There is a growing trend in the industry: the worse the trainer the greater the reliance of gimmick exercises. What type of exercises fit here? Nearly anything done on a swiss ball or bosu ball, balance training, kettlebells, TRX, agility ladders, and a whole host of other random toys that seem to pop up and then fade into obscurity. While it's impossible to go in depth about all these types of training, I will quickly touch on "balance" training with bosu and swiss balls. You may have seen athletes squatting on a Swiss ball - which is a completely moronic decision. Neurophysiology dictates that any exercise that increases the need for balance, detracts neural drive from muscles intended to be trained during the exercise. For example within the squat, the main muscle groups used are the quadriceps, hamstrings and glutes. As greater neural activation is required to maintain balance (a variety of muscles are involved here), an athlete can no longer fire the intended muscles with intensity. As such, receive little, if any training effect is acheived. Essentially, you end up wasting your time. To add to this, squatting on a balance ball puts undue stress on the knees - essentially, you have to squat bowlegged. Squatting in such a manner puts the ACL under a significant strain and risk. In my earlier years in the weight room, I've even had the pleasure of seeing a gym clown tear his ACL using one of these gimmick exercises - obviously after I burst my spleen from laughter, I called for medical assistance. Some exercises, such as these, offer far too much risk for any potential benefit.
One may then ask: "How then, do you improve balance?". The literature is quite clear here: past the age of 12, balance can only be regained, not taught. Traditional balance training has some merit after an injury in order to re-teach proprioception (the body's awareness of where it is in space), but this sort of training completely plateaus after about 2 weeks. Furthermore, these proprioception and balance exercises are something that can be easily done anywhere. Once again, if you're paying someone to take you through these exercises, very simply, you're wasting valuable time and money.
A proper strength and conditioning program for skiers will first focus on injury prevention. Doing so ensures that as an athlete gets stronger, they will be able to express this strength safely as they ski. Skiers require a significant amount of eccentric strength in their sport and need to have a focus on full squatting to progress effectively.

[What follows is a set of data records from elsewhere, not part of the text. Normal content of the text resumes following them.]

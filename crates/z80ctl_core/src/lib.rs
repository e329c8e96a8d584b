//! Host-side bus supervisor for a Z80 single-board computer.
//!
//! The board exposes the Z80's address, data and control lines through
//! three I2C GPIO expander chips. This crate owns the BUSREQ/BUSACK
//! handshake for taking the bus away from the processor, the signal
//! sequencing of memory and IO access cycles, clock-mode control, and
//! single-instruction stepping. The `z80ctl` binary drives it from the
//! command line.

pub mod addr;
pub mod clock;
pub mod error;
pub mod expander;
pub mod i2c;
pub mod signals;
pub mod step;
pub mod supervisor;

pub use clock::ClockMode;
pub use error::{Error, Result};
pub use step::{StepArm, StepArmState};
pub use supervisor::{BusMaster, BusOwnership, Supervisor};

#[cfg(test)]
pub(crate) mod testbus;
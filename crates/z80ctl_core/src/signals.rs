//! Signal wiring of the supervisor board.
//!
//! Address expander: A15..A8 on port A, A7..A0 on port B, both bit-reversed
//! by the board routing (see `addr`). Data expander: D7..D0 on port A, the
//! `DataSignals` lines on port B. Control expander: the `ControlSignals`
//! lines on its single port.

use bitflags::bitflags;

bitflags! {
    /// Data-expander port B lines. All active low except CLK, which simply
    /// mirrors the running clock.
    #[derive(Debug, Clone, Copy, PartialEq, Eq)]
    pub struct DataSignals: u8 {
        /// Instruction-fetch cycle marker.
        const M1 = 0x01;
        const CLK = 0x02;
        const INT = 0x04;
        /// Memory-space request strobe.
        const MREQ = 0x08;
        const WR = 0x10;
        const RD = 0x20;
        /// IO-space request strobe.
        const IORQ = 0x40;
        /// Target's acknowledgment that it has floated its bus.
        const BUSACK = 0x80;
    }
}

bitflags! {
    /// Control-expander lines, all active low except CLKEN/CLKOUT which are
    /// plain levels: CLKEN high passes the on-board oscillator through,
    /// CLKOUT is the host-driven clock when CLKEN is low.
    #[derive(Debug, Clone, Copy, PartialEq, Eq)]
    pub struct ControlSignals: u8 {
        const BUSREQ = 0x01;
        const RESET = 0x02;
        const CLKEN = 0x04;
        const CLKOUT = 0x08;
    }
}

impl DataSignals {
    /// Lines on the data expander's port B that stay inputs while the host
    /// masters the bus: target-driven status plus the clock echo.
    pub fn host_inputs() -> u8 {
        (Self::M1 | Self::CLK | Self::INT | Self::BUSACK).bits()
    }

    /// All four cycle strobes, i.e. the inactive (high) idle level of the
    /// host-driven half of port B.
    pub fn strobes() -> u8 {
        (Self::MREQ | Self::WR | Self::RD | Self::IORQ).bits()
    }
}

/// IO port of the bank-select register on the paged RAM/ROM board.
pub const BANK_PORT: u16 = 0x38;
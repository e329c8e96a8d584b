//! Intel HEX memory images.
//!
//! `savehex` and `loadhex` exchange memory ranges with the retro
//! toolchain as Intel HEX text: `:LLAAAATT<data>CC` records, where LL is
//! the payload length, AAAA the 16-bit load address, TT the record type
//! and CC a two's-complement checksum over every preceding byte. Only
//! data (00) and end-of-file (01) records are produced or accepted, which
//! covers the full 64 KiB space of the target.

use std::fmt;
use std::str::FromStr;

use thiserror::Error;

/// Payload bytes per emitted data record.
const RECORD_LEN: usize = 16;

const TYPE_DATA: u8 = 0x00;
const TYPE_EOF: u8 = 0x01;

#[derive(Debug, Error, PartialEq, Eq)]
pub enum HexFileError {
    #[error("line {line}: record does not start with ':'")]
    MissingStartCode { line: usize },

    #[error("line {line}: invalid hex digit")]
    BadHexDigit { line: usize },

    #[error("line {line}: record truncated")]
    Truncated { line: usize },

    #[error("line {line}: length field does not match record size")]
    LengthMismatch { line: usize },

    #[error("line {line}: checksum mismatch (expected {expected:#04x}, found {found:#04x})")]
    BadChecksum { line: usize, expected: u8, found: u8 },

    #[error("line {line}: unsupported record type {kind:#04x}")]
    UnsupportedType { line: usize, kind: u8 },

    #[error("line {line}: record at {found:#06x} is not contiguous with {expected:#06x}")]
    AddressGap { line: usize, expected: u16, found: u16 },

    #[error("line {line}: data after the end-of-file record")]
    DataAfterEof { line: usize },

    #[error("missing end-of-file record")]
    MissingEof,
}

/// A contiguous run of bytes with its load address.
#[derive(Debug, Clone, PartialEq, Eq)]
pub struct HexImage {
    pub base: u16,
    pub data: Vec<u8>,
}

impl HexImage {
    pub fn new(base: u16) -> Self {
        Self {
            base,
            data: Vec::new(),
        }
    }

    /// Append the next sequential byte, as `savehex` streams them in.
    pub fn push(&mut self, byte: u8) {
        self.data.push(byte);
    }

    pub fn len(&self) -> usize {
        self.data.len()
    }

    pub fn is_empty(&self) -> bool {
        self.data.is_empty()
    }
}

impl fmt::Display for HexImage {
    fn fmt(&self, f: &mut fmt::Formatter<'_>) -> fmt::Result {
        for (i, chunk) in self.data.chunks(RECORD_LEN).enumerate() {
            let addr = self.base.wrapping_add((i * RECORD_LEN) as u16);
            write_record(f, addr, TYPE_DATA, chunk)?;
        }
        write_record(f, 0, TYPE_EOF, &[])
    }
}

fn write_record(f: &mut fmt::Formatter<'_>, addr: u16, kind: u8, data: &[u8]) -> fmt::Result {
    write!(f, ":{:02X}{:04X}{:02X}", data.len(), addr, kind)?;
    let mut sum = (data.len() as u8)
        .wrapping_add((addr >> 8) as u8)
        .wrapping_add(addr as u8)
        .wrapping_add(kind);
    for &byte in data {
        write!(f, "{byte:02X}")?;
        sum = sum.wrapping_add(byte);
    }
    writeln!(f, "{:02X}", sum.wrapping_neg())
}

struct Record {
    addr: u16,
    kind: u8,
    data: Vec<u8>,
}

impl Record {
    fn parse(text: &str, line: usize) -> Result<Self, HexFileError> {
        let body = text
            .strip_prefix(':')
            .ok_or(HexFileError::MissingStartCode { line })?;
        if body.len() % 2 != 0 {
            return Err(HexFileError::Truncated { line });
        }
        let bytes: Vec<u8> = (0..body.len())
            .step_by(2)
            .map(|i| u8::from_str_radix(&body[i..i + 2], 16))
            .collect::<Result<_, _>>()
            .map_err(|_| HexFileError::BadHexDigit { line })?;
        // Length, address, type and checksum fields at minimum.
        if bytes.len() < 5 {
            return Err(HexFileError::Truncated { line });
        }
        if bytes[0] as usize != bytes.len() - 5 {
            return Err(HexFileError::LengthMismatch { line });
        }
        let sum: u8 = bytes[..bytes.len() - 1]
            .iter()
            .fold(0u8, |acc, &b| acc.wrapping_add(b));
        let expected = sum.wrapping_neg();
        let found = bytes[bytes.len() - 1];
        if found != expected {
            return Err(HexFileError::BadChecksum {
                line,
                expected,
                found,
            });
        }
        Ok(Record {
            addr: u16::from(bytes[1]) << 8 | u16::from(bytes[2]),
            kind: bytes[3],
            data: bytes[4..bytes.len() - 1].to_vec(),
        })
    }
}

impl FromStr for HexImage {
    type Err = HexFileError;

    /// Parse an image. Data records must be contiguous and ascending: the
    /// loader writes bytes sequentially from the base address.
    fn from_str(s: &str) -> Result<Self, Self::Err> {
        let mut image: Option<HexImage> = None;
        let mut saw_eof = false;
        for (idx, raw) in s.lines().enumerate() {
            let line = idx + 1;
            let text = raw.trim();
            if text.is_empty() {
                continue;
            }
            if saw_eof {
                return Err(HexFileError::DataAfterEof { line });
            }
            let record = Record::parse(text, line)?;
            match record.kind {
                TYPE_DATA => {
                    let image = image.get_or_insert_with(|| HexImage::new(record.addr));
                    let expected = image.base.wrapping_add(image.data.len() as u16);
                    if record.addr != expected {
                        return Err(HexFileError::AddressGap {
                            line,
                            expected,
                            found: record.addr,
                        });
                    }
                    image.data.extend_from_slice(&record.data);
                }
                TYPE_EOF => saw_eof = true,
                kind => return Err(HexFileError::UnsupportedType { line, kind }),
            }
        }
        if !saw_eof {
            return Err(HexFileError::MissingEof);
        }
        Ok(image.unwrap_or_else(|| HexImage::new(0)))
    }
}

Aerobic training is not the most effective way for skiers to reach high levels of conditioning, and in fact, too much aerobic training may compromise performance. Instead focus on high intensity intervals that create a large lactic acid response. Lastly, don't fall for gimmick exercises. No Olympian ever made it by focusing on agility ladders and swiss ball squats. Full squats, dead lifts and Olympic lifting have been the mainstay of successful athletes and skiers.